• TASK ITEM: Restate the records below word for word.

• AVAILABLE DATA:
•••••

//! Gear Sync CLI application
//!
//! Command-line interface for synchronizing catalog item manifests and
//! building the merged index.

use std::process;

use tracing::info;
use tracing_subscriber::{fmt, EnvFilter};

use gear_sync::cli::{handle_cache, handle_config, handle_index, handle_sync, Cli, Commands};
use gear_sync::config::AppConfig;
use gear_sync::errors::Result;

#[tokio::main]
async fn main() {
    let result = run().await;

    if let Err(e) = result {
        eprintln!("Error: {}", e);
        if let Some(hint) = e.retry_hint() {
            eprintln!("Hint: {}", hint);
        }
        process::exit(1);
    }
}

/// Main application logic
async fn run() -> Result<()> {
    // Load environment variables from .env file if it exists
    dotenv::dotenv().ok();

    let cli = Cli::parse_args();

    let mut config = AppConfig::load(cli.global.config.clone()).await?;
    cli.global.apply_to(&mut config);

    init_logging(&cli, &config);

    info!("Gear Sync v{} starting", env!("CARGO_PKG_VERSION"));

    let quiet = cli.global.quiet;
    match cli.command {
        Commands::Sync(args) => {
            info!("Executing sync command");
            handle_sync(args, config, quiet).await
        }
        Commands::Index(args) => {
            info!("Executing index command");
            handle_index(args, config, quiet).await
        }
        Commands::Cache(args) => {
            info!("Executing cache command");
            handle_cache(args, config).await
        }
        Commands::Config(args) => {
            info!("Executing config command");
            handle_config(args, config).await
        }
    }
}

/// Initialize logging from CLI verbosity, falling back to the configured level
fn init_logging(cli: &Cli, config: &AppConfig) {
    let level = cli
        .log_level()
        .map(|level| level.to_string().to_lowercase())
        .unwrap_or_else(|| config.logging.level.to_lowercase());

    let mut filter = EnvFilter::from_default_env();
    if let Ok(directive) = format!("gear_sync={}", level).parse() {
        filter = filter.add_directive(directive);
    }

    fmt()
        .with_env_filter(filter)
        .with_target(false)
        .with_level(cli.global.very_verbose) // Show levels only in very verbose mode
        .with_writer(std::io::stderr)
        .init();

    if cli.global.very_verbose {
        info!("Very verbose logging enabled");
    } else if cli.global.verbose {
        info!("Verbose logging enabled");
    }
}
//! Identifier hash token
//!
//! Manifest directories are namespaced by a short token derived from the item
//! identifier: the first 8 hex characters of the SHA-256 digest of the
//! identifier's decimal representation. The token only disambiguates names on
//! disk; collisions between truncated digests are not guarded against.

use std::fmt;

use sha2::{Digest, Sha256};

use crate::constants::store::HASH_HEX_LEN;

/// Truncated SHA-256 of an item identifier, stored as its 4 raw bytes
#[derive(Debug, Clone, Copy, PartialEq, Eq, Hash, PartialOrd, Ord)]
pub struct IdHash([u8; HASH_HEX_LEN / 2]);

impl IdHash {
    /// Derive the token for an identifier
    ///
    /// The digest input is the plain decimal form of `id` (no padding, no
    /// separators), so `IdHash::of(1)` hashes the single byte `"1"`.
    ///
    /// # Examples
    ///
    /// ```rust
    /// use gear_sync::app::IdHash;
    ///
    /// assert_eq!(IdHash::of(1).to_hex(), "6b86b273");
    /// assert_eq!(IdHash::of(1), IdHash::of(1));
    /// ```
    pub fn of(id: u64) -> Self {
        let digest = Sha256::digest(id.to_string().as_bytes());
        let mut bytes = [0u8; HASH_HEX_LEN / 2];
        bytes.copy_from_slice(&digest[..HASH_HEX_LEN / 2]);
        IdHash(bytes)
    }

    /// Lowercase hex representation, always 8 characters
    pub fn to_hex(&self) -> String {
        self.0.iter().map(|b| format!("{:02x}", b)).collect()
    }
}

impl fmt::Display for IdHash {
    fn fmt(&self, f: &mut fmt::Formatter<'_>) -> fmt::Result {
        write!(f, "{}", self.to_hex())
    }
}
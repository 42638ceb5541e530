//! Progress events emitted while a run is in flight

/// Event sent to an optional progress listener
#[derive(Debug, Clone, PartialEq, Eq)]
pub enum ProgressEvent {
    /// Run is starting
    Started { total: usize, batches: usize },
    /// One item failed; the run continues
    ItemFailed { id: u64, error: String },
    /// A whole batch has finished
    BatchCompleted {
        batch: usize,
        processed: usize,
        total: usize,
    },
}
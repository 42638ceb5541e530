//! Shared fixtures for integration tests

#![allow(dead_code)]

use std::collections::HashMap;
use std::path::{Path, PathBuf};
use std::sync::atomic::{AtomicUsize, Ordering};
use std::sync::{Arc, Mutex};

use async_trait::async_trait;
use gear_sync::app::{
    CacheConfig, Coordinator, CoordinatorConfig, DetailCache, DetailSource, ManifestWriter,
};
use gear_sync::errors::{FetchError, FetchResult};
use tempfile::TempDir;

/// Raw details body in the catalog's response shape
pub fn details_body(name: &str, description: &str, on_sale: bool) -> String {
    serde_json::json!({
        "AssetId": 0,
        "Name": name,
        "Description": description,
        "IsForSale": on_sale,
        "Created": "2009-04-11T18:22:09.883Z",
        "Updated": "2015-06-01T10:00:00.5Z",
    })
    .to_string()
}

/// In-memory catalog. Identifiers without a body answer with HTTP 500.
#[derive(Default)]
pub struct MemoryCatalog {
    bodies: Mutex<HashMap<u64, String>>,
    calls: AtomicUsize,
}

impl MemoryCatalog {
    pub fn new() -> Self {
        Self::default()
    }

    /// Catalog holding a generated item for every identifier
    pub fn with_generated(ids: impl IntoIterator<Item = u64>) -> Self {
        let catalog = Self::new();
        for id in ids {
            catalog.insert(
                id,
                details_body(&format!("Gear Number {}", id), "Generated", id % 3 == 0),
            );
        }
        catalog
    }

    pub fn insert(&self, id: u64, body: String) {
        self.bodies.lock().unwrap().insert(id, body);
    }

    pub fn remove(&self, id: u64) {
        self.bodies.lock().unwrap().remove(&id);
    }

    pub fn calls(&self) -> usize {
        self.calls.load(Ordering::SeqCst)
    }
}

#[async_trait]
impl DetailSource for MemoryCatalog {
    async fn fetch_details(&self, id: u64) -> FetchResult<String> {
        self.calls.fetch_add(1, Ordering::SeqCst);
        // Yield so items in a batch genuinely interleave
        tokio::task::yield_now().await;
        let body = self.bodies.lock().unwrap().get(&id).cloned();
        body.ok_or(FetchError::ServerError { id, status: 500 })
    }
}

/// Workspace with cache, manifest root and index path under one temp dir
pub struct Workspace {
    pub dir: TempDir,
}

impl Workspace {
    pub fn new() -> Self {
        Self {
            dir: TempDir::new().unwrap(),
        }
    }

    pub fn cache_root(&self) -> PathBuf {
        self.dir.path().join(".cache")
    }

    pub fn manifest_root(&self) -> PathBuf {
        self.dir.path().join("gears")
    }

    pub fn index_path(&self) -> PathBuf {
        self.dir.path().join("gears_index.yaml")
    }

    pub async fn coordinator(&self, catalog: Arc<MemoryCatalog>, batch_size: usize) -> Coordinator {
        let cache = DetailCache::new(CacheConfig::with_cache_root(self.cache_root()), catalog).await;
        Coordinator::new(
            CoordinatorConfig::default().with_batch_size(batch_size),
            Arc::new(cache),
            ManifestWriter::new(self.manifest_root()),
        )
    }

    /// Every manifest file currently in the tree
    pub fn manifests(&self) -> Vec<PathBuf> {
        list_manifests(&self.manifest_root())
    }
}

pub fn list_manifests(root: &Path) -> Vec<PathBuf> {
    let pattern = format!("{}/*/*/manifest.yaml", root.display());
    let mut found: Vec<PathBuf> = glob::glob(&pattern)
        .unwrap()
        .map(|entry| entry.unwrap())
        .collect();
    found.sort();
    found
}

•••••

• SOLUTION:
//! Gear Sync CLI application
//!
//! Command-line interface for synchronizing catalog item manifests and
//! building the merged index.

use std::process;

use tracing::info;
use tracing_subscriber::{fmt, EnvFilter};

use gear_sync::cli::{handle_cache, handle_config, handle_index, handle_sync, Cli, Commands};
use gear_sync::config::AppConfig;
use gear_sync::errors::Result;

#[tokio::main]
async fn main() {
    let result = run().await;

    if let Err(e) = result {
        eprintln!("Error: {}", e);
        if let Some(hint) = e.retry_hint() {
            eprintln!("Hint: {}", hint);
        }
        process::exit(1);
    }
}

/// Main application logic
async fn run() -> Result<()> {
    // Load environment variables from .env file if it exists
    dotenv::dotenv().ok();

    let cli = Cli::parse_args();

    let mut config = AppConfig::load(cli.global.config.clone()).await?;
    cli.global.apply_to(&mut config);

    init_logging(&cli, &config);

    info!("Gear Sync v{} starting", env!("CARGO_PKG_VERSION"));

    let quiet = cli.global.quiet;
    match cli.command {
        Commands::Sync(args) => {
            info!("Executing sync command");
            handle_sync(args, config, quiet).await
        }
        Commands::Index(args) => {
            info!("Executing index command");
            handle_index(args, config, quiet).await
        }
        Commands::Cache(args) => {
            info!("Executing cache command");
            handle_cache(args, config).await
        }
        Commands::Config(args) => {
            info!("Executing config command");
            handle_config(args, config).await
        }
    }
}

/// Initialize logging from CLI verbosity, falling back to the configured level
fn init_logging(cli: &Cli, config: &AppConfig) {
    let level = cli
        .log_level()
        .map(|level| level.to_string().to_lowercase())
        .unwrap_or_else(|| config.logging.level.to_lowercase());

    let mut filter = EnvFilter::from_default_env();
    if let Ok(directive) = format!("gear_sync={}", level).parse() {
        filter = filter.add_directive(directive);
    }

    fmt()
        .with_env_filter(filter)
        .with_target(false)
        .with_level(cli.global.very_verbose) // Show levels only in very verbose mode
        .with_writer(std::io::stderr)
        .init();

    if cli.global.very_verbose {
        info!("Very verbose logging enabled");
    } else if cli.global.verbose {
        info!("Verbose logging enabled");
    }
}
//! Identifier hash token
//!
//! Manifest directories are namespaced by a short token derived from the item
//! identifier: the first 8 hex characters of the SHA-256 digest of the
//! identifier's decimal representation. The token only disambiguates names on
//! disk; collisions between truncated digests are not guarded against.

use std::fmt;

use sha2::{Digest, Sha256};

use crate::constants::store::HASH_HEX_LEN;

/// Truncated SHA-256 of an item identifier, stored as its 4 raw bytes
#[derive(Debug, Clone, Copy, PartialEq, Eq, Hash, PartialOrd, Ord)]
pub struct IdHash([u8; HASH_HEX_LEN / 2]);

impl IdHash {
    /// Derive the token for an identifier
    ///
    /// The digest input is the plain decimal form of `id` (no padding, no
    /// separators), so `IdHash::of(1)` hashes the single byte `"1"`.
    ///
    /// # Examples
    ///
    /// ```rust
    /// use gear_sync::app::IdHash;
    ///
    /// assert_eq!(IdHash::of(1).to_hex(), "6b86b273");
    /// assert_eq!(IdHash::of(1), IdHash::of(1));
    /// ```
    pub fn of(id: u64) -> Self {
        let digest = Sha256::digest(id.to_string().as_bytes());
        let mut bytes = [0u8; HASH_HEX_LEN / 2];
        bytes.copy_from_slice(&digest[..HASH_HEX_LEN / 2]);
        IdHash(bytes)
    }

    /// Lowercase hex representation, always 8 characters
    pub fn to_hex(&self) -> String {
        self.0.iter().map(|b| format!("{:02x}", b)).collect()
    }
}

impl fmt::Display for IdHash {
    fn fmt(&self, f: &mut fmt::Formatter<'_>) -> fmt::Result {
        write!(f, "{}", self.to_hex())
    }
}
repository 42638ceb5541e530
//! Progress events emitted while a run is in flight

/// Event sent to an optional progress listener
#[derive(Debug, Clone, PartialEq, Eq)]
pub enum ProgressEvent {
    /// Run is starting
    Started { total: usize, batches: usize },
    /// One item failed; the run continues
    ItemFailed { id: u64, error: String },
    /// A whole batch has finished
    BatchCompleted {
        batch: usize,
        processed: usize,
        total: usize,
    },
}
repository 42638ceb5541e530
//! Shared fixtures for integration tests

#![allow(dead_code)]

use std::collections::HashMap;
use std::path::{Path, PathBuf};
use std::sync::atomic::{AtomicUsize, Ordering};
use std::sync::{Arc, Mutex};

use async_trait::async_trait;
use gear_sync::app::{
    CacheConfig, Coordinator, CoordinatorConfig, DetailCache, DetailSource, ManifestWriter,
};
use gear_sync::errors::{FetchError, FetchResult};
use tempfile::TempDir;

/// Raw details body in the catalog's response shape
pub fn details_body(name: &str, description: &str, on_sale: bool) -> String {
    serde_json::json!({
        "AssetId": 0,
        "Name": name,
        "Description": description,
        "IsForSale": on_sale,
        "Created": "2009-04-11T18:22:09.883Z",
        "Updated": "2015-06-01T10:00:00.5Z",
    })
    .to_string()
}

/// In-memory catalog. Identifiers without a body answer with HTTP 500.
#[derive(Default)]
pub struct MemoryCatalog {
    bodies: Mutex<HashMap<u64, String>>,
    calls: AtomicUsize,
}

impl MemoryCatalog {
    pub fn new() -> Self {
        Self::default()
    }

    /// Catalog holding a generated item for every identifier
    pub fn with_generated(ids: impl IntoIterator<Item = u64>) -> Self {
        let catalog = Self::new();
        for id in ids {
            catalog.insert(
                id,
                details_body(&format!("Gear Number {}", id), "Generated", id % 3 == 0),
            );
        }
        catalog
    }

    pub fn insert(&self, id: u64, body: String) {
        self.bodies.lock().unwrap().insert(id, body);
    }

    pub fn remove(&self, id: u64) {
        self.bodies.lock().unwrap().remove(&id);
    }

    pub fn calls(&self) -> usize {
        self.calls.load(Ordering::SeqCst)
    }
}

#[async_trait]
impl DetailSource for MemoryCatalog {
    async fn fetch_details(&self, id: u64) -> FetchResult<String> {
        self.calls.fetch_add(1, Ordering::SeqCst);
        // Yield so items in a batch genuinely interleave
        tokio::task::yield_now().await;
        let body = self.bodies.lock().unwrap().get(&id).cloned();
        body.ok_or(FetchError::ServerError { id, status: 500 })
    }
}

/// Workspace with cache, manifest root and index path under one temp dir
pub struct Workspace {
    pub dir: TempDir,
}

impl Workspace {
    pub fn new() -> Self {
        Self {
            dir: TempDir::new().unwrap(),
        }
    }

    pub fn cache_root(&self) -> PathBuf {
        self.dir.path().join(".cache")
    }

    pub fn manifest_root(&self) -> PathBuf {
        self.dir.path().join("gears")
    }

    pub fn index_path(&self) -> PathBuf {
        self.dir.path().join("gears_index.yaml")
    }

    pub async fn coordinator(&self, catalog: Arc<MemoryCatalog>, batch_size: usize) -> Coordinator {
        let cache = DetailCache::new(CacheConfig::with_cache_root(self.cache_root()), catalog).await;
        Coordinator::new(
            CoordinatorConfig::default().with_batch_size(batch_size),
            Arc::new(cache),
            ManifestWriter::new(self.manifest_root()),
        )
    }

    /// Every manifest file currently in the tree
    pub fn manifests(&self) -> Vec<PathBuf> {
        list_manifests(&self.manifest_root())
    }
}

pub fn list_manifests(root: &Path) -> Vec<PathBuf> {
    let pattern = format!("{}/*/*/manifest.yaml", root.display());
    let mut found: Vec<PathBuf> = glob::glob(&pattern)
        .unwrap()
        .map(|entry| entry.unwrap())
        .collect();
    found.sort();
    found
}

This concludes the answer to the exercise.